BTW...if you sent me an email -- I am so incredibly busy right now that my email is backed up worse than it's been for months. So please be patient with me;)
And LOST starts tonight - Whoo Hoo!
Crystal Sunshine!
Allie;)
Labels: Ted



5 Comments:
At 2:22 PM,
Leann said…
If I were only aware enough to have payed attention when all the major life transitions happened for me I may have seen some type of pattern to dreams/people/ whatever. Unfortunately, this whole psychic / spriritual thing is farily new to me....well last three years or so.
Anyway, I hope you are successful in finding more out about this past life with Jeff.
As I'm going thru my "challenges" I'm having more validation moments from dreams. Those dejavu moments where I know I've been in a place, experience before.
Sorry....I rambled off on my own tangent.
Have a blessed day
Leann
At 4:52 AM,
What is my art? said…
Allie,
These men are trapped in the dark side and BOTH of them are here to lead you away from the "decision" you made earlier.
You're walking into this barefoot and blindfolded!
You SHOULD be looking into your future and NOT your past. You can get lost there and may not be able to find your way home.....like these two.
GREED has taken control of their spirit and they're not here in your best interest.....they're here for theirs!
Your past live(s) are NOT relevant and can only cause SEVERE damage in this life.
You're treading on dangerous waters Allie.....I HIGHLY recommend walking away.
At 4:04 PM,
Allie said…
Hey Leann!
Those dejavu moments are pretty cool - aren't they? Okay - so you've been at the spirtual thing for three years - it doesn't matter if it was 5 min or 20 years,just as long as you're doing it!
Everything takes time and all advance at their own speed in their own way!
Cs - Allie :)
At 4:57 PM,
Allie said…
Hey Art,
Guess what? You're doing it again - assuming you know me and you don't. You have NO CLUE what decision I made nor is it your business. I fail to see why you think you have an inner track on me and my soul mates and cannot fathom why you do not understand that you don't. Okay, your advice is to be helpful to push me in some direction that you think I need to go. I get that. But the way you put things all it serves to do is piss me off. What you need to do is to back off and talk with me - not at me like I'm some 6 year old.
Next you need to understand that what I post here in the blog is a fraction of my life - not all of it. I'm not walking anywhere blindfolded and barefoot (which BTW...what is wrong with bare feet?) - I am very aware of my surroundings. As far as the past goes - it's an interest, not an obsession -- there is a difference. I look at the past to see how and why it has influenced my present and I use that information combined with me being in the present and focused in on the NOW to chart a course to my future. So it's not the past that anyone should be stuck in nor is it the future - it is the here and now and that is what I am doing.

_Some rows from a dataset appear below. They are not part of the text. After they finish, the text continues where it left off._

//! Per-table async locks and timeout bounds for row store access.
//!
//! Every writer acquires its tables in [`TableKind`] order (daily, weekly,
//! archive), so two writers can never wait on each other in a cycle.

use crate::worklog::{
    domain::TableKind,
    ports::{RowStoreError, RowStoreResult},
};
use std::future::Future;
use std::time::Duration;
use thiserror::Error;
use tokio::sync::{RwLock, RwLockReadGuard, RwLockWriteGuard};

/// Default wait for a table lock.
pub const DEFAULT_LOCK_TIMEOUT: Duration = Duration::from_secs(10);

/// Default bound for one row store operation.
pub const DEFAULT_OPERATION_TIMEOUT: Duration = Duration::from_secs(15);

/// A table lock was not acquired in time.
#[derive(Debug, Clone, Copy, PartialEq, Eq, Error)]
#[error("timed out after {waited:?} waiting for the '{table}' table lock")]
pub struct LockTimeout {
    /// Table whose lock was contended.
    pub table: TableKind,
    /// How long the caller waited.
    pub waited: Duration,
}

/// One exclusive lock per entry table.
#[derive(Debug)]
pub struct TableLocks {
    daily: RwLock<()>,
    weekly: RwLock<()>,
    archive: RwLock<()>,
    timeout: Duration,
}

/// Guards held for a set of tables; released on drop.
#[derive(Debug)]
pub struct HeldTables<'a> {
    tables: Vec<TableKind>,
    _readers: Vec<RwLockReadGuard<'a, ()>>,
    _writers: Vec<RwLockWriteGuard<'a, ()>>,
}

impl HeldTables<'_> {
    /// Returns the locked tables in acquisition order.
    #[must_use]
    pub fn tables(&self) -> &[TableKind] {
        &self.tables
    }
}

impl TableLocks {
    /// Creates unlocked tables with the given acquisition timeout.
    #[must_use]
    pub fn new(timeout: Duration) -> Self {
        Self {
            daily: RwLock::new(()),
            weekly: RwLock::new(()),
            archive: RwLock::new(()),
            timeout,
        }
    }

    /// Returns the acquisition timeout.
    #[must_use]
    pub const fn timeout(&self) -> Duration {
        self.timeout
    }

    const fn lock_for(&self, table: TableKind) -> &RwLock<()> {
        match table {
            TableKind::Daily => &self.daily,
            TableKind::Weekly => &self.weekly,
            TableKind::Archive => &self.archive,
        }
    }

    /// Acquires exclusive access to `tables` in fixed order.
    ///
    /// # Errors
    ///
    /// Returns [`LockTimeout`] naming the first table that could not be
    /// locked; locks already taken are released.
    pub async fn write(&self, tables: &[TableKind]) -> Result<HeldTables<'_>, LockTimeout> {
        let mut ordered = tables.to_vec();
        ordered.sort_unstable();
        ordered.dedup();

        let mut writers = Vec::with_capacity(ordered.len());
        for table in &ordered {
            let guard = tokio::time::timeout(self.timeout, self.lock_for(*table).write())
                .await
                .map_err(|_| LockTimeout {
                    table: *table,
                    waited: self.timeout,
                })?;
            writers.push(guard);
        }
        Ok(HeldTables {
            tables: ordered,
            _readers: Vec::new(),
            _writers: writers,
        })
    }

    /// Acquires shared access to one table.
    ///
    /// # Errors
    ///
    /// Returns [`LockTimeout`] when a writer holds the table for longer
    /// than the timeout.
    pub async fn read(&self, table: TableKind) -> Result<HeldTables<'_>, LockTimeout> {
        let guard = tokio::time::timeout(self.timeout, self.lock_for(table).read())
            .await
            .map_err(|_| LockTimeout {
                table,
                waited: self.timeout,
            })?;
        Ok(HeldTables {
            tables: vec![table],
            _readers: vec![guard],
            _writers: Vec::new(),
        })
    }
}

impl Default for TableLocks {
    fn default() -> Self {
        Self::new(DEFAULT_LOCK_TIMEOUT)
    }
}

/// Runs one row store operation with a deadline.
///
/// # Errors
///
/// Returns [`RowStoreError::Timeout`] when `operation` does not finish within
/// `limit`, otherwise whatever the operation returned.
pub async fn bounded<T>(
    operation: &'static str,
    table: TableKind,
    limit: Duration,
    call: impl Future<Output = RowStoreResult<T>>,
) -> RowStoreResult<T> {
    tokio::time::timeout(limit, call)
        .await
        .map_err(|_| RowStoreError::Timeout { operation, table })?
}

As far as your comment about the past not being relevant to the present - that is just so wrong and I'm leaving it at that.
I will give you though, that both men appear to be greedy in this blurb in my blog. I don't know about Jeff yet - even if he does always appear when I have a life change AND has been supportive, but if you read more about Ted you will discover that he is not as greedy as you assume him to be.
I'm not the one treading on dangerous waters. I suggest that you take a step back, think before you type and learn how to talk WITH a person, not at them. Until you learn how to do that and to stop assuming that you know me, I would appreciate if you would stop commenting in my blog. All it does is create a negative energy that I do not want.
Best of luck on your discoveries,
Allie
At 4:03 PM,
Kirk said…
Sorry but everyone's past life is relevant... that is just silliest thing to say.